▶ **Task requirements**: Your answer must be every line of the data that contains "diverged".

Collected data
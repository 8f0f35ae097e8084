//! Installed package ledger (installed.json)
//!
//! The ledger is the sole source of truth for what is installed. Every change is
//! a full read-modify-write of the whole document.

use std::path::Path;

use serde::{Deserialize, Serialize};

use super::document::{self, FORMAT_VERSION, Versioned};
use super::utils::RecordContainer;
use crate::domain::InstalledPackage;
use crate::error::{Result, package};

/// The persisted collection of installed packages
#[derive(Debug, Clone, PartialEq, Eq, Serialize, Deserialize)]
pub struct Ledger {
    pub version: u32,

    /// Installed packages in installation order
    #[serde(default)]
    pub packages: Vec<InstalledPackage>,
}

impl Default for Ledger {
    fn default() -> Self {
        Self {
            version: FORMAT_VERSION,
            packages: Vec::new(),
        }
    }
}

impl Versioned for Ledger {
    fn version(&self) -> u32 {
        self.version
    }
}

impl RecordContainer<InstalledPackage> for Ledger {
    fn records(&self) -> &[InstalledPackage] {
        &self.packages
    }

    fn key(record: &InstalledPackage) -> &str {
        &record.namespaced_name
    }
}

impl Ledger {
    pub fn load(path: &Path) -> Result<Self> {
        document::read(path)
    }

    pub fn save(&self, path: &Path) -> Result<()> {
        document::write(path, self)
    }

    /// Find the package owning a destination path
    ///
    /// A path is owned when it is one of a package's files, contains one of
    /// them, or lies inside a package's file or bundle directory.
    pub fn owner_of(&self, destination: &Path) -> Option<&InstalledPackage> {
        self.packages.iter().find(|pkg| {
            pkg.files.iter().any(|f| {
                f.destination.starts_with(destination) || destination.starts_with(&f.destination)
            })
        })
    }

    /// Append a package, refusing duplicate namespaced names
    pub fn insert(&mut self, pkg: InstalledPackage) -> Result<()> {
        if self.contains(&pkg.namespaced_name) {
            return Err(package::already_installed(pkg.namespaced_name));
        }
        self.packages.push(pkg);
        Ok(())
    }

    pub fn remove(&mut self, namespaced_name: &str) -> Option<InstalledPackage> {
        let index = self
            .packages
            .iter()
            .position(|p| p.namespaced_name == namespaced_name)?;
        Some(self.packages.remove(index))
    }
}
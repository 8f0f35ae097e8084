//! Fetching and fast-forward pulls

use git2::Repository;
use git2::build::CheckoutBuilder;

use super::PullOutcome;
use super::auth::fetch_options;
use super::refs::{head_branch, head_commit};
use crate::error::{Result, git as git_error};

/// Fetch `origin` using its configured refspecs
pub fn fetch(repo: &Repository) -> Result<()> {
    let mut remote = repo
        .find_remote("origin")
        .map_err(|e| git_error::failed("fetch", &e))?;
    let mut options = fetch_options(None);
    remote
        .fetch::<&str>(&[], Some(&mut options), None)
        .map_err(|e| git_error::failed("fetch", &e))?;
    tracing::debug!(path = %repo.path().display(), "fetched origin");
    Ok(())
}

/// Fetch, then fast-forward the checked-out branch to its upstream
///
/// Fails if HEAD is detached or the local branch has diverged.
pub fn pull_fast_forward(repo: &Repository) -> Result<PullOutcome> {
    let branch = head_branch(repo)?
        .ok_or_else(|| git_error::operation_failed("pull", "HEAD is detached"))?;
    let before = head_commit(repo)?;

    fetch(repo)?;

    let fail = |e: git2::Error| git_error::failed("pull", &e);
    let upstream = repo
        .find_reference(&format!("refs/remotes/origin/{branch}"))
        .map_err(fail)?;
    let target = repo
        .reference_to_annotated_commit(&upstream)
        .map_err(fail)?;
    let (analysis, _) = repo.merge_analysis(&[&target]).map_err(fail)?;

    if analysis.is_up_to_date() {
        return Ok(PullOutcome::UpToDate { commit: before });
    }
    if !analysis.is_fast_forward() {
        return Err(git_error::operation_failed(
            "pull",
            format!("branch '{branch}' has diverged from origin; not possible to fast-forward"),
        ));
    }

    let refname = format!("refs/heads/{branch}");
    let mut local = repo.find_reference(&refname).map_err(fail)?;
    local
        .set_target(target.id(), "quiver: fast-forward")
        .map_err(fail)?;
    repo.set_head(&refname).map_err(fail)?;
    let mut checkout = CheckoutBuilder::new();
    checkout.force();
    repo.checkout_head(Some(&mut checkout)).map_err(fail)?;

    let after = target.id().to_string();
    tracing::debug!(%branch, from = %before, to = %after, "fast-forwarded");
    Ok(PullOutcome::FastForwarded {
        from: before,
        to: after,
    })
}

▶ **Solution to the problem**:
/// Fails if HEAD is detached or the local branch has diverged.
            format!("branch '{branch}' has diverged from origin; not possible to fast-forward"),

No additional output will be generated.